Haïti : une pauvreté due à une dette indue envers la France, selon le New-York Times
- « Haïti est le seul pays au monde où des générations de descendants d’esclaves ont versé des réparations aux héritiers de leurs anciens maîtres », s’insurge encore le journal.
France
AA / Paris / Fatih KARAKAYA
La France a extorqué des milliards de dollars à Haïti, 21 ans après son indépendance, révèle, dimanche, le New-York Times.
En effet, selon une enquête menée par six journalistes du média américain pendant un an, la France avait exigé des millions de francs en 1825 soit vingt et un ans après l'indépendance de l'archipel et a obligé le pays a contracter un prêt pour rembourser cette dette.
Selon cette enquête, vingt-cinq ans après avoir obtenu son indépendance de la France, les Haïtiens voient débarquer « une escadre française porteuse d’un ultimatum du roi Charles X ».
Ainsi, « cet ultimatum exige la somme de 150 millions de francs à leurs anciens maitres », explique le NYT, estimant que « cette somme est démesurée au regard des moyens ».
D’après les données de l’époque, la richesse totale du Haïti ne fait qu’un peu plus de 5 millions de francs. Malgré l’absurdité de la situation, les Haïtiens n’ont d’autre choix que d’accepter « sous la menace ».
-- Le prix de l’indépendance
Ces 150 millions de francs servent à reconnaître « l’indépendance du Haïti », explique NYT qui s’étonne aussi que Charles X soit présenté comme « le véritable libérateur du peuple haïtien ».
Accédant à des relevés bancaires et des registres, le NYT démontre que Haïti a accepté de payer 30 millions de francs par an pendant cinq ans.
« Haïti est le seul pays au monde où des générations de descendants d’esclaves ont versé des réparations aux héritiers de leurs anciens maîtres », s’insurge encore le journal.
Malgré l’accord, comme l’explique le journal, Haïti est incapable de payer ces sommes qui dépassent largement ses revenus.
En contrepartie, « la France oblige alors Haïti à souscrire à un emprunt bancaire pour couvrir le premier paiement », détaille encore le média américain qui démontre aussi « la double dette d’Haïti à cause des intérêts et des commissions appliqués à l’emprunt.
-- 560 millions de dollars
Toujours selon le journal, la France accepte de réduire la dette à 90 millions de francs mais avec les intérêts et les commissions, le pays a déjà payé plus de 112 millions de francs.
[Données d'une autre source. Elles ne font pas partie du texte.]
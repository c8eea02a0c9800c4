//! The search loop shared by A* and uniform-cost search. All state lives in a [SearchContext]
//! created for one call and dropped when the call returns, whichever way it returns.
use grid_util::grid::{SimpleValueGrid, ValueGrid};
use grid_util::point::Point;
use log::{debug, trace, warn};

use crate::error::SearchError;
use crate::grid::{neumann_neighbours, Walkable};
use crate::open_list::{OpenList, OpenListItem};
use crate::pathfinder::{SearchConfig, SearchResult, SearchStats, Termination};

#[derive(Clone, Copy, Debug, Default, PartialEq, Eq)]
enum Visit {
    #[default]
    Unvisited,
    Open,
    Closed,
}

struct SearchContext {
    open_list: OpenList,
    visits: SimpleValueGrid<Visit>,
    parents: SimpleValueGrid<Option<Point>>,
}

/// Cells are only handed to the context after the search has bounds-checked them.
impl SearchContext {
    fn new(width: usize, height: usize) -> SearchContext {
        SearchContext {
            open_list: OpenList::new(width, height),
            visits: SimpleValueGrid::new(width, height, Visit::Unvisited),
            parents: SimpleValueGrid::new(width, height, None),
        }
    }

    fn visit(&self, cell: Point) -> Visit {
        self.visits.get_point(cell)
    }

    fn set_visit(&mut self, cell: Point, visit: Visit) {
        self.visits.set_point(cell, visit);
    }

    fn set_parent(&mut self, cell: Point, parent: Point) {
        self.parents.set_point(cell, Some(parent));
    }

    fn parent(&self, cell: Point) -> Option<Point> {
        if self.parents.point_in_bounds(cell) {
            self.parents.get_point(cell)
        } else {
            None
        }
    }

    /// Follows parent pointers from `target` back to `start` and returns the path start first.
    fn reverse_path(&self, start: Point, target: Point) -> Result<Vec<Point>, SearchError> {
        let cell_count = self.parents.width() * self.parents.height();
        let mut path = vec![target];
        let mut current = target;
        while current != start {
            // A chain longer than the grid has a cycle in it.
            let parent = match self.parent(current) {
                Some(parent) if path.len() <= cell_count => parent,
                _ => {
                    warn!("Parent chain from {:?} to {:?} broke at {:?}", target, start, current);
                    return Err(SearchError::BrokenParentChain { cell: current });
                }
            };
            path.push(parent);
            current = parent;
        }
        path.reverse();
        Ok(path)
    }
}

/// Runs the search from `start` to `target`. Both cells must already be known to be in bounds,
/// the target walkable and distinct from the start.
pub(crate) fn astar_grid<G: Walkable>(
    grid: &G,
    start: Point,
    target: Point,
    config: &SearchConfig,
) -> Result<SearchResult, SearchError> {
    let heuristic = |cell: Point| {
        if config.use_heuristic {
            cell.manhattan_distance(&target)
        } else {
            0
        }
    };
    let mut ct = SearchContext::new(grid.width(), grid.height());
    let mut stats = SearchStats::default();

    ct.open_list.push(OpenListItem::new(start, 0, heuristic(start)));
    ct.set_visit(start, Visit::Open);

    while let Some(current) = ct.open_list.pop() {
        ct.set_visit(current.cell, Visit::Closed);
        stats.expanded += 1;
        trace!("Expanding {:?} (g {}, f {})", current.cell, current.g, current.f);

        if config.termination == Termination::OnExtraction && current.cell == target {
            return found(&ct, start, target, stats);
        }

        for neighbour in neumann_neighbours(current.cell) {
            if !grid.in_bounds(neighbour)
                || ct.visit(neighbour) == Visit::Closed
                || !grid.is_walkable(neighbour)
            {
                continue;
            }
            // Always derived from the expanded cell, never carried over between siblings.
            let g = current.g + 1;
            match ct.visit(neighbour) {
                Visit::Unvisited => {
                    ct.open_list
                        .push(OpenListItem::new(neighbour, g, heuristic(neighbour)));
                    ct.set_parent(neighbour, current.cell);
                    ct.set_visit(neighbour, Visit::Open);
                }
                Visit::Open => {
                    if ct.open_list.decrease_key(neighbour, g) {
                        ct.set_parent(neighbour, current.cell);
                    }
                }
                Visit::Closed => unreachable!("closed cells are skipped above"),
            }
        }
        stats.peak_open = stats.peak_open.max(ct.open_list.len());

        if config.termination == Termination::OnDiscovery && ct.visit(target) == Visit::Open {
            return found(&ct, start, target, stats);
        }
    }
    debug!(
        "Open list exhausted after {} expansions, {:?} is not reachable from {:?}",
        stats.expanded, target, start
    );
    Ok(SearchResult::not_found(stats))
}

fn found(
    ct: &SearchContext,
    start: Point,
    target: Point,
    stats: SearchStats,
) -> Result<SearchResult, SearchError> {
    let path = ct.reverse_path(start, target)?;
    debug!(
        "Found path of {} cells from {:?} to {:?} after {} expansions",
        path.len(),
        start,
        target,
        stats.expanded
    );
    Ok(SearchResult::found(path, stats))
}
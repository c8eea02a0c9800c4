use grid_util::point::Point;
use log::debug;

use crate::components::ComponentMap;
use crate::error::SearchError;
use crate::grid::Walkable;
use crate::search::astar_grid;

/// When the search is allowed to stop.
#[derive(Clone, Copy, Debug, PartialEq, Eq, Default)]
pub enum Termination {
    /// Stop once the target is extracted as the cheapest open cell (classic A*).
    #[default]
    OnExtraction,
    /// Stop as soon as the target is placed on the open list. Expands fewer cells; on this
    /// unit-cost 4-grid the returned length is unchanged, although the exact route may differ.
    OnDiscovery,
}

#[derive(Clone, Copy, Debug, PartialEq, Eq)]
pub struct SearchConfig {
    /// Manhattan heuristic when true, uniform-cost search when false.
    pub use_heuristic: bool,
    pub termination: Termination,
}

impl Default for SearchConfig {
    fn default() -> SearchConfig {
        SearchConfig {
            use_heuristic: true,
            termination: Termination::OnExtraction,
        }
    }
}

impl SearchConfig {
    pub fn uniform_cost() -> SearchConfig {
        SearchConfig {
            use_heuristic: false,
            ..SearchConfig::default()
        }
    }

    /// Heuristic search that stops on discovery of the target, like the engine's original solver.
    pub fn legacy() -> SearchConfig {
        SearchConfig {
            use_heuristic: true,
            termination: Termination::OnDiscovery,
        }
    }
}

#[derive(Clone, Copy, Debug, PartialEq, Eq)]
pub enum PathStatus {
    Found,
    NotFound,
}

/// Bookkeeping from one search call.
#[derive(Clone, Copy, Debug, Default, PartialEq, Eq)]
pub struct SearchStats {
    /// Cells extracted from the open list and closed.
    pub expanded: usize,
    /// Largest number of simultaneously open cells.
    pub peak_open: usize,
}

/// Outcome of a search call. The path runs from start to target inclusive and is empty unless
/// the status is [PathStatus::Found].
#[derive(Clone, Debug, PartialEq, Eq)]
pub struct SearchResult {
    status: PathStatus,
    path: Vec<Point>,
    stats: SearchStats,
}

impl SearchResult {
    pub(crate) fn found(path: Vec<Point>, stats: SearchStats) -> SearchResult {
        SearchResult {
            status: PathStatus::Found,
            path,
            stats,
        }
    }

    pub(crate) fn not_found(stats: SearchStats) -> SearchResult {
        SearchResult {
            status: PathStatus::NotFound,
            path: Vec::new(),
            stats,
        }
    }

    pub fn status(&self) -> PathStatus {
        self.status
    }

    pub fn is_found(&self) -> bool {
        self.status == PathStatus::Found
    }

    pub fn path(&self) -> &[Point] {
        &self.path
    }

    /// Number of cells on the path, start and target included.
    pub fn len(&self) -> usize {
        self.path.len()
    }

    pub fn is_empty(&self) -> bool {
        self.path.is_empty()
    }

    pub fn stats(&self) -> SearchStats {
        self.stats
    }

    pub fn into_path(self) -> Vec<Point> {
        self.path
    }
}

/// Finds 4-connected paths on a borrowed grid snapshot. Holds nothing but its configuration, so
/// one value can serve any number of grids and threads.
#[derive(Clone, Copy, Debug, Default, PartialEq, Eq)]
pub struct Pathfinder {
    pub config: SearchConfig,
}

impl Pathfinder {
    pub fn new(config: SearchConfig) -> Pathfinder {
        Pathfinder { config }
    }

    /// Computes a path from `start` to `target`.
    ///
    /// Out-of-bounds coordinates are an error. A walled target is never found, even when the
    /// start already stands on it. A start equal to the target yields the single-cell path.
    pub fn find_path<G: Walkable>(
        &self,
        grid: &G,
        start: Point,
        target: Point,
    ) -> Result<SearchResult, SearchError> {
        check_bounds(grid, start)?;
        check_bounds(grid, target)?;
        if !grid.is_walkable(target) {
            debug!("{:?} is not walkable, no path from {:?}", target, start);
            return Ok(SearchResult::not_found(SearchStats::default()));
        }
        if start == target {
            return Ok(SearchResult::found(vec![start], SearchStats::default()));
        }
        astar_grid(grid, start, target, &self.config)
    }

    /// Like [find_path](Self::find_path), but consults precomputed connected components first
    /// and skips the search entirely when the target cannot be reached.
    pub fn find_path_with_components<G: Walkable>(
        &self,
        grid: &G,
        components: &ComponentMap,
        start: Point,
        target: Point,
    ) -> Result<SearchResult, SearchError> {
        check_bounds(grid, start)?;
        check_bounds(grid, target)?;
        if components.unreachable(&start, &target) {
            debug!("{:?} is not reachable from {:?}", target, start);
            return Ok(SearchResult::not_found(SearchStats::default()));
        }
        self.find_path(grid, start, target)
    }
}

fn check_bounds<G: Walkable>(grid: &G, cell: Point) -> Result<(), SearchError> {
    if grid.in_bounds(cell) {
        Ok(())
    } else {
        Err(SearchError::OutOfBounds {
            cell,
            width: grid.width(),
            height: grid.height(),
        })
    }
}

/// One-shot search with the default termination rule.
pub fn find_path<G: Walkable>(
    grid: &G,
    start: Point,
    target: Point,
    use_heuristic: bool,
) -> Result<SearchResult, SearchError> {
    let config = SearchConfig {
        use_heuristic,
        ..SearchConfig::default()
    };
    Pathfinder::new(config).find_path(grid, start, target)
}

#[cfg(test)]
mod tests {
    use super::*;
    use crate::grid::CharGrid;

    fn grid(rows: &str) -> CharGrid {
        rows.parse().unwrap()
    }

    fn assert_steps_adjacent(path: &[Point]) {
        for pair in path.windows(2) {
            assert_eq!(pair[0].manhattan_distance(&pair[1]), 1, "{:?}", pair);
        }
    }

    /// Asserts that the case in which start and target are equal is handled correctly.
    #[test]
    fn equal_start_target() {
        let grid = grid("...\n...");
        let start = Point::new(1, 1);
        let result = find_path(&grid, start, start, true).unwrap();
        assert!(result.is_found());
        assert_eq!(result.path(), &[start]);
        assert_eq!(result.len(), 1);
    }

    #[test]
    fn open_grid_path_is_manhattan() {
        let grid = grid(".....\n.....\n.....\n.....\n.....");
        let start = Point::new(0, 0);
        let target = Point::new(4, 4);
        for config in [
            SearchConfig::default(),
            SearchConfig::uniform_cost(),
            SearchConfig::legacy(),
        ] {
            let result = Pathfinder::new(config)
                .find_path(&grid, start, target)
                .unwrap();
            assert_eq!(result.status(), PathStatus::Found);
            assert_eq!(result.len(), 9);
            assert_eq!(result.path().first(), Some(&start));
            assert_eq!(result.path().last(), Some(&target));
            assert_steps_adjacent(result.path());
            for (i, p) in result.path().iter().enumerate() {
                assert_eq!(p.manhattan_distance(&target), 8 - i as i32);
            }
        }
    }

    /// The middle row is blocked except at one end, forcing a detour.
    #[test]
    fn detours_around_blocked_row() {
        let grid = grid("...\n##.\n...");
        let start = Point::new(0, 0);
        let target = Point::new(2, 2);
        let result = find_path(&grid, start, target, true).unwrap();
        assert!(result.is_found());
        assert_eq!(result.len(), 5);
        assert_steps_adjacent(result.path());
        assert!(result.path().iter().all(|p| grid.is_walkable(*p)));
    }

    #[test]
    fn fully_blocked_row_has_no_path() {
        let grid = grid("...\n#*#\n...");
        let result = find_path(&grid, Point::new(0, 0), Point::new(2, 2), true).unwrap();
        assert_eq!(result.status(), PathStatus::NotFound);
        assert!(result.is_empty());
        assert!(result.stats().expanded > 0);
    }

    #[test]
    fn walled_target_short_circuits() {
        let grid = grid("..#\n...");
        let target = Point::new(2, 0);
        for start in [Point::new(0, 0), Point::new(1, 1), target] {
            let result = find_path(&grid, start, target, true).unwrap();
            assert_eq!(result.status(), PathStatus::NotFound);
            assert!(result.is_empty());
            assert_eq!(result.stats(), SearchStats::default());
        }
    }

    #[test]
    fn enclosed_target_is_not_found() {
        let grid = grid(".....\n..#..\n.#.#.\n..#..\n.....");
        let result = find_path(&grid, Point::new(0, 0), Point::new(2, 2), false).unwrap();
        assert_eq!(result.status(), PathStatus::NotFound);
    }

    #[test]
    fn out_of_bounds_is_an_error() {
        let grid = grid("...\n...");
        let inside = Point::new(0, 0);
        for outside in [Point::new(3, 0), Point::new(0, 2), Point::new(-1, 1)] {
            assert_eq!(
                find_path(&grid, inside, outside, true),
                Err(SearchError::OutOfBounds {
                    cell: outside,
                    width: 3,
                    height: 2
                })
            );
            assert!(find_path(&grid, outside, inside, true).is_err());
        }
    }

    #[test]
    fn heuristic_expands_no_more_than_uniform_cost() {
        let grid = grid("........\n.######.\n......#.\n.####.#.\n........");
        let start = Point::new(0, 0);
        let target = Point::new(7, 4);
        let astar = find_path(&grid, start, target, true).unwrap();
        let uniform = find_path(&grid, start, target, false).unwrap();
        assert_eq!(astar.len(), uniform.len());
        assert!(astar.stats().expanded <= uniform.stats().expanded);
    }

    #[test]
    fn repeated_calls_are_identical() {
        let grid = grid("....#...\n.##.#.#.\n.#..#.#.\n.#.##.#.\n........");
        let pathfinder = Pathfinder::default();
        let first = pathfinder
            .find_path(&grid, Point::new(0, 0), Point::new(7, 0))
            .unwrap();
        for _ in 0..5 {
            let again = pathfinder
                .find_path(&grid, Point::new(0, 0), Point::new(7, 0))
                .unwrap();
            assert_eq!(first, again);
        }
    }

    #[test]
    fn components_skip_hopeless_search() {
        let grid = grid("..#..\n..#..");
        let components = ComponentMap::new(&grid);
        let pathfinder = Pathfinder::default();
        let blocked = pathfinder
            .find_path_with_components(&grid, &components, Point::new(0, 0), Point::new(4, 1))
            .unwrap();
        assert_eq!(blocked.status(), PathStatus::NotFound);
        assert_eq!(blocked.stats().expanded, 0);
        let open = pathfinder
            .find_path_with_components(&grid, &components, Point::new(0, 0), Point::new(1, 1))
            .unwrap();
        assert_eq!(open.len(), 3);
    }
}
D’après les experts consultés par le NYT, ce montant est l’équivalent de « 560 millions de dollars, aujourd’hui ».
Mais, d’après les calculs du journal, si le pays avait conservé cette somme « il se serait enrichi de 21 milliards de dollars », une somme déjà jugée largement en dessous de la réalité.
En tenant de la possibilité de croissance, le journal estime à « 115 milliards de dollars de richesse perdue pour Haïti ».
D’ailleurs pour forcer les Haïtiens à rembourser la dette, la France fonde alors la Banque Nationale d’Haïti qui n’a « de national que son nom », précise encore le média. Après la fondation de cette banque, « le Trésor Public d’Haïti est aux mains d’une banque française », regrette encore le NYT.
-- Demande de réparation
Mais ce qui est encore plus étonnant dans l’enquête de New York Times, c’est le comportement de la France face aux demandes de réparation.
En effet, à partir de 2003, le président haïtien de l’époque, Jean-Bertrand Aristide demande des réparations financières à la France.
« Les conséquences furent immédiates, et durables. Une dizaine de personnalités politiques françaises et haïtiennes ont décrit lors d’interviews comment la France a agi rapidement et résolument pour étouffer la demande de restitution, puis a soutenu les opposants de M. Aristide, avant de le chasser du pouvoir avec l’aide des États-Unis », explique encore le journal.
Pour affirmer une telle accusation, le NYT s’appuie sur les déclarations de l’ambassadeur de la France.
« Mais Thierry Burkard, ambassadeur de France en Haïti à l’époque du départ du président haïtien, admet aujourd’hui que les deux pays ont bien orchestré [un coup] contre M. Aristide. Quant au lien entre sa brusque éviction du pouvoir et la demande de restitution, Burkard reconnaît que [c’est probablement ça aussi un peu] », raconte le journal.
En effet, après avoir réclamé un peu plus de 21 milliards de dollars à la France, Aristide a été chassé par l’opposition.
« Quelques semaines après le départ de M. Aristide, Gérard Latortue, nommé chef du gouvernement haïtien par intérim avec le soutien des puissances occidentales, rencontre le président Jacques Chirac et, dans la cour du palais de l’Elysée, déclare aux journalistes qu’il a renoncé à la demande de restitution », précise encore le journal.